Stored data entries
Start of Block
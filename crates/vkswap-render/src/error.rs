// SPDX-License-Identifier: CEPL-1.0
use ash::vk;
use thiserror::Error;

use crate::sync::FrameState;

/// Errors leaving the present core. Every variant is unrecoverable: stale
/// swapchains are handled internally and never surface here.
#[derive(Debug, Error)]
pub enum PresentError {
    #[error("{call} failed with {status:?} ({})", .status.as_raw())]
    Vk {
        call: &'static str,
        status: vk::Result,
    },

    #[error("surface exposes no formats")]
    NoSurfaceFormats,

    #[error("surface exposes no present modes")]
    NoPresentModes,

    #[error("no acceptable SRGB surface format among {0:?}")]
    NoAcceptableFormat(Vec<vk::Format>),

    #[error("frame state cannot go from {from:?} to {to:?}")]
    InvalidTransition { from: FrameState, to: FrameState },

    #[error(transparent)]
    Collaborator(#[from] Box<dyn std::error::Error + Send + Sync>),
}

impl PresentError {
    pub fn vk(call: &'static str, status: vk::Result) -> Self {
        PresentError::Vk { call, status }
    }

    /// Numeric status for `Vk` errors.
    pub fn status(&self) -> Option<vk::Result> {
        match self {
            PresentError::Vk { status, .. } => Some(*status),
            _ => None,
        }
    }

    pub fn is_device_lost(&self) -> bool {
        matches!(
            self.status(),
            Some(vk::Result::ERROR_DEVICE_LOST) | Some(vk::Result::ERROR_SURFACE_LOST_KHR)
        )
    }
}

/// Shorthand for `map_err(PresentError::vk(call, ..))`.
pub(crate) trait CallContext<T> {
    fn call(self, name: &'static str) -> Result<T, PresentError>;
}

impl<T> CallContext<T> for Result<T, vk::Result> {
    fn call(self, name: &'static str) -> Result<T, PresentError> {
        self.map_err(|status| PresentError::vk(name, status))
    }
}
End of Block
Start of Block
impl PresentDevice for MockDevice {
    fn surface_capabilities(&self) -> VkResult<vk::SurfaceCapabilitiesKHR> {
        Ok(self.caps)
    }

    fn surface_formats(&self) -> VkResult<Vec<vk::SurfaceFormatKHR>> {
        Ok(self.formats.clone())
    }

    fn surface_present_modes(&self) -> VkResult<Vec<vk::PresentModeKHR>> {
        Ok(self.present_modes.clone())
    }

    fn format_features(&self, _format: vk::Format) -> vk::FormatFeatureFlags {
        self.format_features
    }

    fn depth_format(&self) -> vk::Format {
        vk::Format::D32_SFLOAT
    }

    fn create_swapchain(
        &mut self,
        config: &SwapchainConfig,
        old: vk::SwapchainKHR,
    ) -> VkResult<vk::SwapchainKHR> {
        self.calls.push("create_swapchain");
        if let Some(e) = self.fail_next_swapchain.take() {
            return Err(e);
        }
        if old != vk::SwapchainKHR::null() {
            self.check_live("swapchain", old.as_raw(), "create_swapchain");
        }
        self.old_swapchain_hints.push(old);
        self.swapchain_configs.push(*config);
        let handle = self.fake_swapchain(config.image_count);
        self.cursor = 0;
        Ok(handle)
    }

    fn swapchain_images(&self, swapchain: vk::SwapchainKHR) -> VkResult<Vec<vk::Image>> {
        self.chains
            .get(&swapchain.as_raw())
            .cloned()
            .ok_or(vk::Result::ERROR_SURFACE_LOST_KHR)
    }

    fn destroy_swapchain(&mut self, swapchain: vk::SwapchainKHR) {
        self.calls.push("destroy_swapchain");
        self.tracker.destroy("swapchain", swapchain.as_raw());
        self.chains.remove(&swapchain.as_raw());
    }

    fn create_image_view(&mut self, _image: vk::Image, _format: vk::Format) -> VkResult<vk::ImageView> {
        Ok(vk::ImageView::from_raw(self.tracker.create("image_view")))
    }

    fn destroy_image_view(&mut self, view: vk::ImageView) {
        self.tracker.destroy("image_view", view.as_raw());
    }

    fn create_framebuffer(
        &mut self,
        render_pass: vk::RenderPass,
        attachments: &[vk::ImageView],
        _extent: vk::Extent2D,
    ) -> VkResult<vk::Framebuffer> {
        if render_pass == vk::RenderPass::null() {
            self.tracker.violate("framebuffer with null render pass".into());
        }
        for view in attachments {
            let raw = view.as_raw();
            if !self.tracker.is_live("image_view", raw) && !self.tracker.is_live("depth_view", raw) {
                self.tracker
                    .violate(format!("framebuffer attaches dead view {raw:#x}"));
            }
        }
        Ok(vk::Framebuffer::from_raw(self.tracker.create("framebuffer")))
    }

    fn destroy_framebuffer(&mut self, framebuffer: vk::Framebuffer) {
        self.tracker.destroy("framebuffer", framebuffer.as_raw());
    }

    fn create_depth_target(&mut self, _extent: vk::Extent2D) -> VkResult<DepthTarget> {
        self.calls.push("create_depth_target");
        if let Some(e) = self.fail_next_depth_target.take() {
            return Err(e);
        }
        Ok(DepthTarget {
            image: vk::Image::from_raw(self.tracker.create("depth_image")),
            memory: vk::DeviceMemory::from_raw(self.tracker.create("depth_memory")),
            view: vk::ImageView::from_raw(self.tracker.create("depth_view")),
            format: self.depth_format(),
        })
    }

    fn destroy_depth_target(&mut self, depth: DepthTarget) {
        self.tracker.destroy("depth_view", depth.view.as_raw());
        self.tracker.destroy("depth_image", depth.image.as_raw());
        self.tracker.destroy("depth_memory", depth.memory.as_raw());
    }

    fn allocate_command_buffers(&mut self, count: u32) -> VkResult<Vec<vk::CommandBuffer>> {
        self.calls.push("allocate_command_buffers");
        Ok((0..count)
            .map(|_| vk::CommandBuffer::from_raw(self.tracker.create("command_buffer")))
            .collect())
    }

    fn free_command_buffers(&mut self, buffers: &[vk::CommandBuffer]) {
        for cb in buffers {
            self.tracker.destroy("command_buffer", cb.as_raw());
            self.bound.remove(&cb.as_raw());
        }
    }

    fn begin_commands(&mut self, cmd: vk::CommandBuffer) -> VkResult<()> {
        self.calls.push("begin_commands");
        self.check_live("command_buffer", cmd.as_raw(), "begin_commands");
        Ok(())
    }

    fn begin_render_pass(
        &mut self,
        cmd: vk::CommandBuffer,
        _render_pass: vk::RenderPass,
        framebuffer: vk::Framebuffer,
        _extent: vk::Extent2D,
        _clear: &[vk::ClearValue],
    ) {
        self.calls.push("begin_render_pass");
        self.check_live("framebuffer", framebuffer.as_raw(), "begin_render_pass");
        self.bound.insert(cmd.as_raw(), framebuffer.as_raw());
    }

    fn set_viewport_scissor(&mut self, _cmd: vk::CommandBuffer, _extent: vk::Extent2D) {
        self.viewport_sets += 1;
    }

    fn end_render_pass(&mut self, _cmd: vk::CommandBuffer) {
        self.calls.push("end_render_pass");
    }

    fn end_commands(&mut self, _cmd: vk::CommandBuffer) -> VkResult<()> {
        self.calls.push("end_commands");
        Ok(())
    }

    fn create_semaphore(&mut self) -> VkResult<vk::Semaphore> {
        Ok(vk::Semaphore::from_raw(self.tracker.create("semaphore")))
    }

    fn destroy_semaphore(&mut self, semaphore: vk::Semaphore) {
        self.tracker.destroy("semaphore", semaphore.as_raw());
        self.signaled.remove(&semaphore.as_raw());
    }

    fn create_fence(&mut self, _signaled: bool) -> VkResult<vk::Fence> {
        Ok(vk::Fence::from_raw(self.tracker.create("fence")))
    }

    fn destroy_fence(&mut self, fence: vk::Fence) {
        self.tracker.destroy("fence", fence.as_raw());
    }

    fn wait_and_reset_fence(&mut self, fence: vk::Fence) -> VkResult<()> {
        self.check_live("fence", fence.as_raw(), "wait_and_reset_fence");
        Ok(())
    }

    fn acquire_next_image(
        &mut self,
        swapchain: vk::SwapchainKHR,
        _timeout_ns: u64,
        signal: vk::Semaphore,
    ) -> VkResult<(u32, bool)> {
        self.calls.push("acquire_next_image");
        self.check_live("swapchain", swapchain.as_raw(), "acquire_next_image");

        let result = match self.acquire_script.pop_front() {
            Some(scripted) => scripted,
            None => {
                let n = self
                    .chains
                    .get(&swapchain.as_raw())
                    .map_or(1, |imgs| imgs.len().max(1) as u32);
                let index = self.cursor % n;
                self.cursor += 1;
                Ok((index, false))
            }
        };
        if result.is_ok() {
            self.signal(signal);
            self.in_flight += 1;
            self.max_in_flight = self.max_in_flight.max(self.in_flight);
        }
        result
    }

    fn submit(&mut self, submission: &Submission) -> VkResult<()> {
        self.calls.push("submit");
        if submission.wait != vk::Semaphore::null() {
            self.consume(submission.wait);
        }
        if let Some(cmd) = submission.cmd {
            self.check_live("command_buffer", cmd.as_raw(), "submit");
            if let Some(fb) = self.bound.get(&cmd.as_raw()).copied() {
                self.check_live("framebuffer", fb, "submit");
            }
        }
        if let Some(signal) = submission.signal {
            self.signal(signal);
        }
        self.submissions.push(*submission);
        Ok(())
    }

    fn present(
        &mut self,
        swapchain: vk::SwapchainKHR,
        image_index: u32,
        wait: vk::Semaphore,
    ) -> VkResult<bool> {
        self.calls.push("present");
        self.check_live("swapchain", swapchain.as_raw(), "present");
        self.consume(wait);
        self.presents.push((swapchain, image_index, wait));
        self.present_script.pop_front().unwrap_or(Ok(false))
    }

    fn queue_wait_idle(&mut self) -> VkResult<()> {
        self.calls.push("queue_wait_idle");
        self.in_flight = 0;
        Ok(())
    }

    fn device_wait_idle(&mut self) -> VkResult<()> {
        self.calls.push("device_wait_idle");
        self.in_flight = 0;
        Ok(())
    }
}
End of Block
_Task_
Retype exactly, and only, the lines above from the one where "filename crates/vkswap-render/src/error.rs" occurs up to and including the one where "pub fn vk(call: &'static" occurs.

_Solution below_
filename crates/vkswap-render/src/error.rs
// SPDX-License-Identifier: CEPL-1.0
use ash::vk;
use thiserror::Error;

use crate::sync::FrameState;

/// Errors leaving the present core. Every variant is unrecoverable: stale
/// swapchains are handled internally and never surface here.
#[derive(Debug, Error)]
pub enum PresentError {
    #[error("{call} failed with {status:?} ({})", .status.as_raw())]
    Vk {
        call: &'static str,
        status: vk::Result,
    },

    #[error("surface exposes no formats")]
    NoSurfaceFormats,

    #[error("surface exposes no present modes")]
    NoPresentModes,

    #[error("no acceptable SRGB surface format among {0:?}")]
    NoAcceptableFormat(Vec<vk::Format>),

    #[error("frame state cannot go from {from:?} to {to:?}")]
    InvalidTransition { from: FrameState, to: FrameState },

    #[error(transparent)]
    Collaborator(#[from] Box<dyn std::error::Error + Send + Sync>),
}

impl PresentError {
    pub fn vk(call: &'static str, status: vk::Result) -> Self {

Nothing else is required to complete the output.